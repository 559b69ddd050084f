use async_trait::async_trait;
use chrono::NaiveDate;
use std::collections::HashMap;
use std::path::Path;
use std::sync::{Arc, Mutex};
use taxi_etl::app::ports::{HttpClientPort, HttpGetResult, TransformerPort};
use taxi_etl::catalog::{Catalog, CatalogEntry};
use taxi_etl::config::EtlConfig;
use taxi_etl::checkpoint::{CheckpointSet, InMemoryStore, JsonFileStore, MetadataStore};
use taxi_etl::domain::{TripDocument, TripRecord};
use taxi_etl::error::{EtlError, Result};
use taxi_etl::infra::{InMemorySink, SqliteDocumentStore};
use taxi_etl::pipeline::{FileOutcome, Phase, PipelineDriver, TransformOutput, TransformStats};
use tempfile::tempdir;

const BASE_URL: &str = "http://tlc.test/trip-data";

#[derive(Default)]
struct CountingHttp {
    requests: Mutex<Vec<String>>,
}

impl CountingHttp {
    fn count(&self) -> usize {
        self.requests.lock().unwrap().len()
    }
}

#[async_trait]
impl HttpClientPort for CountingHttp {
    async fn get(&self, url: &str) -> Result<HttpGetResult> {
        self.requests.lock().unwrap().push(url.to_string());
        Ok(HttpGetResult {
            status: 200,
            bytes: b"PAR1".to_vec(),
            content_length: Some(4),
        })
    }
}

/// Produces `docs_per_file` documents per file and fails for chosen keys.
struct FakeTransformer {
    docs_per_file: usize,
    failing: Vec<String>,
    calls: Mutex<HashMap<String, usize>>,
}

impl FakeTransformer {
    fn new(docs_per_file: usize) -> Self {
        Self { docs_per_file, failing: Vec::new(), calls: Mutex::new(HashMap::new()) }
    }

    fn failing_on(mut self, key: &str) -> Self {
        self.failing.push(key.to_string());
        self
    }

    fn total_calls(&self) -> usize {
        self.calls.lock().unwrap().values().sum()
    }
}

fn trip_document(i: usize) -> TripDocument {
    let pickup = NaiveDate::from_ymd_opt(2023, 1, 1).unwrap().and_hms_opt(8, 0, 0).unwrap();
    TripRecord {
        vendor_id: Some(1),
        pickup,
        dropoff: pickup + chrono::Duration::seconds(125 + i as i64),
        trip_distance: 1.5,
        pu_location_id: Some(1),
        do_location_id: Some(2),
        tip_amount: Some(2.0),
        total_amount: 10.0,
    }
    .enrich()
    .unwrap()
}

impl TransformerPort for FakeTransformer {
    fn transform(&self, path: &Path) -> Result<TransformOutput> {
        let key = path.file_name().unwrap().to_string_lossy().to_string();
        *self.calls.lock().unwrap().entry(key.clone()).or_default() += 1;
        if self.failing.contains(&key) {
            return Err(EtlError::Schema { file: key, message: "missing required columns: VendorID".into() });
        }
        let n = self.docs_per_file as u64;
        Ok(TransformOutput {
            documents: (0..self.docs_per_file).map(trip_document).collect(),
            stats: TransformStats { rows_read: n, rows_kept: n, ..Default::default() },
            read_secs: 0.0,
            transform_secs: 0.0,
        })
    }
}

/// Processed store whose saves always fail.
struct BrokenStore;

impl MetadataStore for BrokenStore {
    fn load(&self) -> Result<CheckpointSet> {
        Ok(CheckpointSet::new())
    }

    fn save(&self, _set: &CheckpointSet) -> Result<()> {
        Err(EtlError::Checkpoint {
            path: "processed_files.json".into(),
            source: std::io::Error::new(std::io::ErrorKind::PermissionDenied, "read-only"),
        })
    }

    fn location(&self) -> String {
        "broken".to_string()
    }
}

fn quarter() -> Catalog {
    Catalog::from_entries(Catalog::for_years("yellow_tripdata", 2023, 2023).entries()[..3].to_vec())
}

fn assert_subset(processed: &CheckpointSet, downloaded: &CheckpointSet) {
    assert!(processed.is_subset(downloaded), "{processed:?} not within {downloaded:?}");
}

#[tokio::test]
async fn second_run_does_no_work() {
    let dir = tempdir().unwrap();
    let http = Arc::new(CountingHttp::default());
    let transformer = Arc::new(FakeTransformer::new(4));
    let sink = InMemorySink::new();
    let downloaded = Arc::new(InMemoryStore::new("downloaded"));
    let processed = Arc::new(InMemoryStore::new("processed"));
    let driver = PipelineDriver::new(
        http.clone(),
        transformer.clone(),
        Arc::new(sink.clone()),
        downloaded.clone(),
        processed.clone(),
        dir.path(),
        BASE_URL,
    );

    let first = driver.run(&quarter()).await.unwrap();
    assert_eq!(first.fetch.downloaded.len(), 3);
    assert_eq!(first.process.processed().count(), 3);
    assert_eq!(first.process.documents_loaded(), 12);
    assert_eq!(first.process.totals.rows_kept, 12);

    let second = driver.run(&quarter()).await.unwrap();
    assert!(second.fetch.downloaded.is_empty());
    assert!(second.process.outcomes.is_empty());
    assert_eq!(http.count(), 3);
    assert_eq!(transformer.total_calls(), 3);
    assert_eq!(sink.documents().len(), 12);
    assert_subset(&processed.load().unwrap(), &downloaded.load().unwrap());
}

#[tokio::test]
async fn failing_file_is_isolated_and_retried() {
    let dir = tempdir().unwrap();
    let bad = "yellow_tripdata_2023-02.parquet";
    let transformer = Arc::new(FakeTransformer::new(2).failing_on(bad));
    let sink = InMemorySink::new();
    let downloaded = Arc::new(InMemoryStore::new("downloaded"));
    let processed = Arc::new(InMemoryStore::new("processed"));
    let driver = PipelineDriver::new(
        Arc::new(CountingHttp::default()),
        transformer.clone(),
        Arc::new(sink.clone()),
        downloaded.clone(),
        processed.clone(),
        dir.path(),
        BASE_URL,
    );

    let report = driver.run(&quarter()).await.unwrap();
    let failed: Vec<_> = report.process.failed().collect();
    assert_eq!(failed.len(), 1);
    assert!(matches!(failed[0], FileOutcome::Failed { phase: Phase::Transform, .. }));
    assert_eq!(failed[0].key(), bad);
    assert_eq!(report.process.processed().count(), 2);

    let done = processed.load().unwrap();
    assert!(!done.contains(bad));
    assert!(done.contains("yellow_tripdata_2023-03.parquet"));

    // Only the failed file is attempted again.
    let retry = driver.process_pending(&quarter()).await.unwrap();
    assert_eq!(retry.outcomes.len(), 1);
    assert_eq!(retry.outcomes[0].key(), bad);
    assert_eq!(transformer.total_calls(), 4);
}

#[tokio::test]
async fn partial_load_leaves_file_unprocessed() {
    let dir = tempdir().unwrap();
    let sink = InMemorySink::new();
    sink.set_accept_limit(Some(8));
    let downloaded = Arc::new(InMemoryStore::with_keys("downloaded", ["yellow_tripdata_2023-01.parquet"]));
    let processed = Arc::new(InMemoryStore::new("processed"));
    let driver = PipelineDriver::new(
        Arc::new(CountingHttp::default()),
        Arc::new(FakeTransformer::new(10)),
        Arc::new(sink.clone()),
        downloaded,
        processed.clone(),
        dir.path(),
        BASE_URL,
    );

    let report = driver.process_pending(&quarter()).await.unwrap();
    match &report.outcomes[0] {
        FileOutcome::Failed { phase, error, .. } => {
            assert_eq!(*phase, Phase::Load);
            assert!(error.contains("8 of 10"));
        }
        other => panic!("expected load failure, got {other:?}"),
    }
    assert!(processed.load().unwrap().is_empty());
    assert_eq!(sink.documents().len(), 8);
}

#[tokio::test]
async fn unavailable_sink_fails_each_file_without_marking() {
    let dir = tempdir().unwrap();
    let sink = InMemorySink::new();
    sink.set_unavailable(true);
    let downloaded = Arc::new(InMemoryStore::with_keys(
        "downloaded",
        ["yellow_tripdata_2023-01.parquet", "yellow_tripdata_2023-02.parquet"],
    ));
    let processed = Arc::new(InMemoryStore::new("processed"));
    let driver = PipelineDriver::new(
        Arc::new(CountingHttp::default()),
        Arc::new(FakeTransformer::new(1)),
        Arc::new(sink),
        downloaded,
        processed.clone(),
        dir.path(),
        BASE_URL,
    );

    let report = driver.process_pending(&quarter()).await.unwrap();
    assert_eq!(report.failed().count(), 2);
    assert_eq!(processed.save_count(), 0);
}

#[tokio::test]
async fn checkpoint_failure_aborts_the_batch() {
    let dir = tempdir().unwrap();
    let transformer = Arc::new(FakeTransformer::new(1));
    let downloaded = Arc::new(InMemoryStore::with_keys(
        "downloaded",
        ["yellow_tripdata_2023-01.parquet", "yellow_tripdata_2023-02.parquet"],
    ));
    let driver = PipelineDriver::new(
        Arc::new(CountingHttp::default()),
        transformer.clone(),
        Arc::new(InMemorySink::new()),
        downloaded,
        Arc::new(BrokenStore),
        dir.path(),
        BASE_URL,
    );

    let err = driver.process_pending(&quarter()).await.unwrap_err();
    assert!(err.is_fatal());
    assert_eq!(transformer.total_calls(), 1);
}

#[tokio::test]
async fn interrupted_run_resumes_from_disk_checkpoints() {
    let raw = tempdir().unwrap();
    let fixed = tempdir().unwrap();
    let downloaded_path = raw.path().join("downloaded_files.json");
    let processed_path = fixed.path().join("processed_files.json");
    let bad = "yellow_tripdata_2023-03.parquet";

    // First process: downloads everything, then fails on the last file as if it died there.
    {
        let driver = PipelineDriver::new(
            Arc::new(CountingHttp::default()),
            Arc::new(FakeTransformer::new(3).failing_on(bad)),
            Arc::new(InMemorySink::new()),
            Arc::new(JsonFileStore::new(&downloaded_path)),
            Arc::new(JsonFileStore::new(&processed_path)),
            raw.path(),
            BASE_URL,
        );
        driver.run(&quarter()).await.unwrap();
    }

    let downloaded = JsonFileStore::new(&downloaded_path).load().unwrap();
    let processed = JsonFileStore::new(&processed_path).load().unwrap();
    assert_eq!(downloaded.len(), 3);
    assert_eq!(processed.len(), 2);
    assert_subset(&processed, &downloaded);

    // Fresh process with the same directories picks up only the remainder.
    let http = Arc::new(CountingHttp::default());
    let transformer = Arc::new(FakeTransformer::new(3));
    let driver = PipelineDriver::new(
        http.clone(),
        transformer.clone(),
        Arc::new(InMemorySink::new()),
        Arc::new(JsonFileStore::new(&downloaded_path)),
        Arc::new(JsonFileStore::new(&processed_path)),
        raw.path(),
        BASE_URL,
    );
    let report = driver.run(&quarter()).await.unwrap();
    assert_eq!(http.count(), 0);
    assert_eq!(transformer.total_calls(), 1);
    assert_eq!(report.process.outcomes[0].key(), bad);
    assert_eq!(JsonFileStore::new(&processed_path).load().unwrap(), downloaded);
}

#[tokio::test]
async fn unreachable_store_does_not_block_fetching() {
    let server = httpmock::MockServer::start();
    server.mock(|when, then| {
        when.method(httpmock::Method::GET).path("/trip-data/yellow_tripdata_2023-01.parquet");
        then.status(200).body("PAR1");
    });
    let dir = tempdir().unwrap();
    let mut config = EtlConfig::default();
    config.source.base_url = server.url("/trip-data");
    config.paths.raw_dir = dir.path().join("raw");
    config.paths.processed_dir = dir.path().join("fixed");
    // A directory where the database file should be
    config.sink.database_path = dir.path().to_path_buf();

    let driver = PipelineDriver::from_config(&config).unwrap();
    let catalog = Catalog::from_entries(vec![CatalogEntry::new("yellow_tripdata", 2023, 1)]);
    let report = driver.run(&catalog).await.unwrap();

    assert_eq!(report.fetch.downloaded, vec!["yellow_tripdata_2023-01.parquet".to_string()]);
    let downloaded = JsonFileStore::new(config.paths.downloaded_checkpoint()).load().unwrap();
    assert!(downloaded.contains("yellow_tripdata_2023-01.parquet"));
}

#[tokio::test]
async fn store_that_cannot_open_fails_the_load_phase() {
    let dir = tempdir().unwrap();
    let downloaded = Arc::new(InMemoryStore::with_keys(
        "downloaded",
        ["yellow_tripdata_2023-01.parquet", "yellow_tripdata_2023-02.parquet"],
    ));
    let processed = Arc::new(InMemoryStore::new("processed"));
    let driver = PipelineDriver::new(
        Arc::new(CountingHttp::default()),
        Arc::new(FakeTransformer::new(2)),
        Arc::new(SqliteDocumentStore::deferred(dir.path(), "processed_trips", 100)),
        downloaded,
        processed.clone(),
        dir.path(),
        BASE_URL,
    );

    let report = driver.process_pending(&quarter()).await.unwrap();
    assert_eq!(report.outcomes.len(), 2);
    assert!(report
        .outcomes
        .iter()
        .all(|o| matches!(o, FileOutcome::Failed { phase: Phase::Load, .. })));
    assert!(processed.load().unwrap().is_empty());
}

━━━━━━━━━━━━━━━━━━━━━━━━━━━━━━

WORK TO BE COMPLETED:
Report all lines above with "push".

EXPECTED ANSWER:
        self.requests.lock().unwrap().push(url.to_string());
        self.failing.push(key.to_string());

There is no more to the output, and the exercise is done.